use std::collections::BTreeMap;
use std::fs;
use std::io;
use std::path::Path;

use serde::{Deserialize, Serialize};

use crate::error::WorkshopError;

pub const CONFIG_FILE_NAME: &str = "config.toml";

#[derive(Debug, Clone, Copy, Default, PartialEq, Eq, Serialize, Deserialize)]
#[serde(rename_all = "lowercase")]
pub enum Protocol {
    #[default]
    Https,
    Ssh,
    File,
}

/// Per-host fetch options, keyed by host name in `config.toml`.
#[derive(Debug, Clone, Default, PartialEq, Eq, Serialize, Deserialize)]
pub struct HostOptions {
    #[serde(default)]
    pub protocol: Protocol,
    pub token: Option<String>,
    pub user: Option<String>,
    /// Replaces `<protocol>://<host>` when building repository URLs.
    pub base_url: Option<String>,
}

#[derive(Debug, Clone, Default, PartialEq, Eq, Serialize, Deserialize)]
pub struct WorkshopConfig {
    #[serde(default)]
    pub hosts: BTreeMap<String, HostOptions>,
}

impl WorkshopConfig {
    pub fn from_toml_str(input: &str) -> Result<Self, toml::de::Error> {
        toml::from_str(input)
    }

    /// Loads the config file, treating a missing file as an empty config.
    pub fn load(path: &Path) -> Result<Self, WorkshopError> {
        let content = match fs::read_to_string(path) {
            Ok(content) => content,
            Err(err) if err.kind() == io::ErrorKind::NotFound => return Ok(Self::default()),
            Err(err) => return Err(WorkshopError::persist("reading config", path, err)),
        };

        Self::from_toml_str(&content).map_err(|source| WorkshopError::Config {
            path: path.to_path_buf(),
            source,
        })
    }

    pub fn host_options(&self, host: &str) -> HostOptions {
        self.hosts.get(host).cloned().unwrap_or_default()
    }
}
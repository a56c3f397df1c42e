use std::fmt;
use std::path::PathBuf;

use crate::document::PackageRecord;
use crate::error::WorkshopError;

pub const MANIFEST_FILE_NAME: &str = "workshop.json";
pub const APP_MARKER_FILE: &str = "app.json";

const ADDRESS_SEGMENTS: usize = 3;

/// A parsed `<host>/<org>/<repo>[/<subpath...>][@<version-or-ref>]` coordinate.
#[derive(Debug, Clone, PartialEq, Eq)]
pub struct PackageCoordinate {
    pub address: String,
    pub subpath: String,
    pub version: Option<String>,
}

impl PackageCoordinate {
    pub fn parse(spec: &str) -> Result<Self, WorkshopError> {
        let trimmed = spec.trim();
        let (location, version) = match trimmed.split_once('@') {
            Some((location, version)) => {
                let version = version.trim();
                if version.is_empty() {
                    return Err(WorkshopError::malformed(
                        spec,
                        "version after '@' must not be empty",
                    ));
                }
                if version.starts_with('-') {
                    return Err(WorkshopError::malformed(
                        spec,
                        format!("version reference '{version}' must not start with '-'"),
                    ));
                }
                if version.contains('@') || version.chars().any(char::is_whitespace) {
                    return Err(WorkshopError::malformed(
                        spec,
                        format!("invalid version reference '{version}'"),
                    ));
                }
                (location, Some(version.to_string()))
            }
            None => (trimmed, None),
        };

        let segments = location.split('/').collect::<Vec<_>>();
        if segments.len() < ADDRESS_SEGMENTS {
            return Err(WorkshopError::malformed(
                spec,
                format!(
                    "expected <host>/<org>/<repo>[/<subpath>], got {} segment(s)",
                    segments.len()
                ),
            ));
        }
        if segments.iter().any(|segment| segment.trim().is_empty()) {
            return Err(WorkshopError::malformed(spec, "empty path segment"));
        }
        if segments.iter().any(|segment| *segment == "." || *segment == "..") {
            return Err(WorkshopError::malformed(
                spec,
                "relative path segments are not allowed",
            ));
        }

        Ok(Self {
            address: segments[..ADDRESS_SEGMENTS].join("/"),
            subpath: segments[ADDRESS_SEGMENTS..].join("/"),
            version,
        })
    }

    pub fn host(&self) -> &str {
        self.address
            .split_once('/')
            .map(|(host, _)| host)
            .unwrap_or(&self.address)
    }

    /// Address plus subpath, without version. Replace directives are keyed by this.
    pub fn logical_path(&self) -> String {
        join_logical_path(&self.address, &self.subpath)
    }

    pub fn is_pinned(&self) -> bool {
        self.version.is_some()
    }

    pub fn default_alias(&self) -> String {
        let logical = self.logical_path();
        let without_host = logical
            .split_once('/')
            .map(|(_, rest)| rest)
            .unwrap_or(&logical);
        format!("@{without_host}")
    }
}

impl fmt::Display for PackageCoordinate {
    fn fmt(&self, f: &mut fmt::Formatter<'_>) -> fmt::Result {
        match &self.version {
            Some(version) => write!(f, "{}@{}", self.logical_path(), version),
            None => f.write_str(&self.logical_path()),
        }
    }
}

/// One resolved, versioned dependency.
#[derive(Debug, Clone, PartialEq, Eq)]
pub struct Package {
    spec: String,
    alias: String,
    address: String,
    subpath: String,
    version: String,
    unique_id: String,
    pub indirect: bool,
    pub replaced: bool,
    pub local_path: Option<PathBuf>,
}

impl Package {
    /// Builds a package from a pinned coordinate. `alias` falls back to the
    /// coordinate's default alias when absent or blank.
    pub fn new(
        spec: &str,
        coordinate: PackageCoordinate,
        alias: Option<&str>,
    ) -> Result<Self, WorkshopError> {
        let Some(version) = coordinate.version.clone() else {
            return Err(WorkshopError::malformed(
                spec,
                "package version must be resolved before it is recorded",
            ));
        };

        let alias = match alias.map(str::trim) {
            Some(alias) if !alias.is_empty() => {
                validate_alias(spec, alias)?;
                alias.to_string()
            }
            _ => coordinate.default_alias(),
        };

        let logical = coordinate.logical_path();
        Ok(Self {
            spec: spec.trim().to_string(),
            alias,
            unique_id: format!("{logical}@{version}"),
            address: coordinate.address,
            subpath: coordinate.subpath,
            version,
            indirect: false,
            replaced: false,
            local_path: None,
        })
    }

    pub fn from_record(record: &PackageRecord) -> Result<Self, WorkshopError> {
        let location = format!(
            "{}@{}",
            join_logical_path(&record.address, &record.subpath),
            record.version
        );
        let coordinate = PackageCoordinate::parse(&location)?;
        if coordinate.address != record.address {
            return Err(WorkshopError::malformed(
                &record.spec,
                format!("address '{}' must be <host>/<org>/<repo>", record.address),
            ));
        }

        let mut package = Self::new(&record.spec, coordinate, Some(&record.alias))?;
        package.indirect = record.indirect;
        Ok(package)
    }

    pub fn to_record(&self) -> PackageRecord {
        PackageRecord {
            spec: self.spec.clone(),
            alias: self.alias.clone(),
            address: self.address.clone(),
            subpath: self.subpath.clone(),
            version: self.version.clone(),
            indirect: self.indirect,
        }
    }

    pub fn spec(&self) -> &str {
        &self.spec
    }

    pub fn alias(&self) -> &str {
        &self.alias
    }

    pub fn address(&self) -> &str {
        &self.address
    }

    pub fn subpath(&self) -> &str {
        &self.subpath
    }

    pub fn version(&self) -> &str {
        &self.version
    }

    pub fn unique_id(&self) -> &str {
        &self.unique_id
    }

    pub fn host(&self) -> &str {
        self.address
            .split_once('/')
            .map(|(host, _)| host)
            .unwrap_or(&self.address)
    }

    pub fn logical_path(&self) -> String {
        join_logical_path(&self.address, &self.subpath)
    }
}

impl fmt::Display for Package {
    fn fmt(&self, f: &mut fmt::Formatter<'_>) -> fmt::Result {
        f.write_str(&self.unique_id)
    }
}

fn join_logical_path(address: &str, subpath: &str) -> String {
    if subpath.is_empty() {
        address.to_string()
    } else {
        format!("{address}/{subpath}")
    }
}

fn validate_alias(spec: &str, alias: &str) -> Result<(), WorkshopError> {
    if alias.chars().any(|ch| ch.is_whitespace() || ch.is_control()) {
        return Err(WorkshopError::malformed(
            spec,
            format!("alias '{alias}' must not contain whitespace"),
        ));
    }
    Ok(())
}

* * * *

REQUIRED ACTION
Extract the first line above and each line after it up to and including the one with "Err(err) if err.kind()", please, exactly and with nothing else.

PROBLEM SOLUTION
use std::collections::BTreeMap;
use std::fs;
use std::io;
use std::path::Path;

use serde::{Deserialize, Serialize};

use crate::error::WorkshopError;

pub const CONFIG_FILE_NAME: &str = "config.toml";

#[derive(Debug, Clone, Copy, Default, PartialEq, Eq, Serialize, Deserialize)]
#[serde(rename_all = "lowercase")]
pub enum Protocol {
    #[default]
    Https,
    Ssh,
    File,
}

/// Per-host fetch options, keyed by host name in `config.toml`.
#[derive(Debug, Clone, Default, PartialEq, Eq, Serialize, Deserialize)]
pub struct HostOptions {
    #[serde(default)]
    pub protocol: Protocol,
    pub token: Option<String>,
    pub user: Option<String>,
    /// Replaces `<protocol>://<host>` when building repository URLs.
    pub base_url: Option<String>,
}

#[derive(Debug, Clone, Default, PartialEq, Eq, Serialize, Deserialize)]
pub struct WorkshopConfig {
    #[serde(default)]
    pub hosts: BTreeMap<String, HostOptions>,
}

impl WorkshopConfig {
    pub fn from_toml_str(input: &str) -> Result<Self, toml::de::Error> {
        toml::from_str(input)
    }

    /// Loads the config file, treating a missing file as an empty config.
    pub fn load(path: &Path) -> Result<Self, WorkshopError> {
        let content = match fs::read_to_string(path) {
            Ok(content) => content,
            Err(err) if err.kind() == io::ErrorKind::NotFound => return Ok(Self::default()),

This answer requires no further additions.